Now, imagine you are a bank or some other big company that is an actually tempting target with a high profile web presence. I only had to defend against a few thousand attackers, at a fairly limited rate of a handful of day. What does Wells Fargo or Walmart have to defend against? Thousands a day? Tens or hundreds of thousands a day? We’ve got 8 billion people on Earth now. Say 1% of 1% are malicious black hat hackers (probably a massive underestimate). That’s still 800,000 people. Even if they were evenly distributed among all of the high profile businesses, and each was only allowed to attack the one business he or she is assigned to, those businesses could never afford to hire the same number of people to defend. And this isn’t even how it actually works. Each of those 800k people is going to rotate through a certain subset of those businesses, regularly attacking each one. They are also going to attack smaller businesses that aren’t high profile now and then, and some will even attack private individuals, just by targeting random IP addresses (which is probably where my attack attempts came from).

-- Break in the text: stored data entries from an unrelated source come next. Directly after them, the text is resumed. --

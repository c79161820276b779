// skg-core/src/fetch.rs
//! Cached retrieval of remote resources.
//!
//! `fetch` returns the path of a verified local copy of `origin`, downloading it
//! into `<cache root>/<subdir>/<filename>` when the copy is missing or fails its
//! checksum, and optionally unpacking it next to itself.

use std::fs;
use std::path::{Path, PathBuf};

use skg_common::config::DEFAULT_CACHE_SUBDIR;
use skg_common::error::{Result, SkgError};
use skg_common::{Cache, Config};
use skg_net::checksum::{self, ChecksumAlgorithm};
use skg_net::http::{download_to, ExpectedChecksum};
use skg_net::progress::DownloadProgress;
use skg_net::validation::validate_filename;
use tracing::{debug, warn};

use crate::extract::{extract_archive, ArchiveFormat};

#[derive(Debug, Clone, PartialEq, Eq)]
pub struct FetchRequest {
    pub filename: String,
    pub origin: String,
    pub archive_format: ArchiveFormat,
    pub cache_dir: Option<PathBuf>,
    pub cache_subdir: String,
    pub checksum: Option<String>,
    pub checksum_algorithm: ChecksumAlgorithm,
    pub extract: bool,
}

impl FetchRequest {
    pub fn new(filename: impl Into<String>, origin: impl Into<String>) -> Self {
        Self {
            filename: filename.into(),
            origin: origin.into(),
            archive_format: ArchiveFormat::Auto,
            cache_dir: None,
            cache_subdir: DEFAULT_CACHE_SUBDIR.to_string(),
            checksum: None,
            checksum_algorithm: ChecksumAlgorithm::Auto,
            extract: false,
        }
    }

    pub fn archive_format(mut self, format: ArchiveFormat) -> Self {
        self.archive_format = format;
        self
    }

    pub fn cache_dir(mut self, dir: impl Into<PathBuf>) -> Self {
        self.cache_dir = Some(dir.into());
        self
    }

    pub fn cache_subdir(mut self, subdir: impl Into<String>) -> Self {
        self.cache_subdir = subdir.into();
        self
    }

    pub fn checksum(mut self, checksum: impl Into<String>) -> Self {
        self.checksum = Some(checksum.into());
        self
    }

    pub fn checksum_algorithm(mut self, algorithm: ChecksumAlgorithm) -> Self {
        self.checksum_algorithm = algorithm;
        self
    }

    pub fn extract(mut self, extract: bool) -> Self {
        self.extract = extract;
        self
    }

    fn expected_checksum(&self) -> Option<ExpectedChecksum<'_>> {
        self.checksum.as_deref().map(|digest| ExpectedChecksum {
            digest,
            algorithm: self.checksum_algorithm,
        })
    }
}

#[derive(Debug, Clone, PartialEq, Eq)]
pub struct FetchOutcome {
    /// The cached artifact itself, not any extracted contents.
    pub path: PathBuf,
    pub downloaded: bool,
    pub extracted: bool,
}

/// Returns a verified local copy of `request.origin`, downloading it if needed.
pub fn fetch(
    request: &FetchRequest,
    config: &Config,
    progress: &mut dyn DownloadProgress,
) -> Result<FetchOutcome> {
    validate_filename(&request.filename)?;

    let cache = Cache::new(config, request.cache_dir.as_deref())?;
    let data_dir = cache.ensure_subdir(&request.cache_subdir)?;
    let path = data_dir.join(&request.filename);

    debug!(
        "Preparing to fetch '{}' from URL: {}",
        request.filename, request.origin
    );
    debug!("Target cache path: {}", path.display());

    let downloaded = if needs_download(&path, request)? {
        download_to(
            &request.origin,
            &path,
            request.expected_checksum(),
            progress,
        )?;
        debug!("Downloaded {} to {}", request.origin, path.display());
        true
    } else {
        false
    };

    let extracted = if request.extract {
        extract_archive(&path, &data_dir, request.archive_format)?
    } else {
        false
    };

    Ok(FetchOutcome {
        path,
        downloaded,
        extracted,
    })
}

/// A cached copy is reused when it is a regular file and, if a checksum was given, matches it.
/// A copy that fails verification is deleted here.
fn needs_download(path: &Path, request: &FetchRequest) -> Result<bool> {
    if path.is_dir() {
        return Err(SkgError::Cache(format!(
            "Cache path {} is a directory, not a file",
            path.display()
        )));
    }
    if !path.is_file() {
        debug!("File not found in cache.");
        return Ok(true);
    }

    let Some(expected) = request.checksum.as_deref() else {
        debug!(
            "Using cached file (no checksum provided): {}",
            path.display()
        );
        return Ok(false);
    };

    if checksum::verify(path, expected, request.checksum_algorithm)? {
        debug!("Using valid cached file: {}", path.display());
        return Ok(false);
    }

    debug!(
        "Cached file checksum mismatch ({}). Redownloading.",
        path.display()
    );
    if let Err(e) = fs::remove_file(path) {
        warn!(
            "Failed to remove corrupted cached file {}: {}",
            path.display(),
            e
        );
    }
    Ok(true)
}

So we aren’t just talking about having a small handful of people trying to defend a large number of access points. And we aren’t just talking about defenders having to defend all of them while attackers only need to breach one of them. On top of all of that, for each defender, there are hundreds or even thousands of attackers they have to defend against. Your average public facing server is a fortress with lots of doors and a small handful of defenders in charge of making sure they only let in people who are allowed, surrounded by an absolutely massive siege of attackers trying every trick in the book to get in the doors or even to just blast new holes they can get in through. The biggest problem probably isn’t the number of doors or the mechanics of defense (attacker only needs one opening, defender must thus defend all). It’s the enormous collective resources of the attackers compared to the very limited resources of the defenders.
Unfortunately, many employers think URL shorteners, QR codes and other link obfuscations are great. If evil AI wants to take over humanity’s computers, it had better hurry up because humans are ruining wveytjing just fine.
That was supposed to be a reply to Elliot Williams abover about URL shorteners.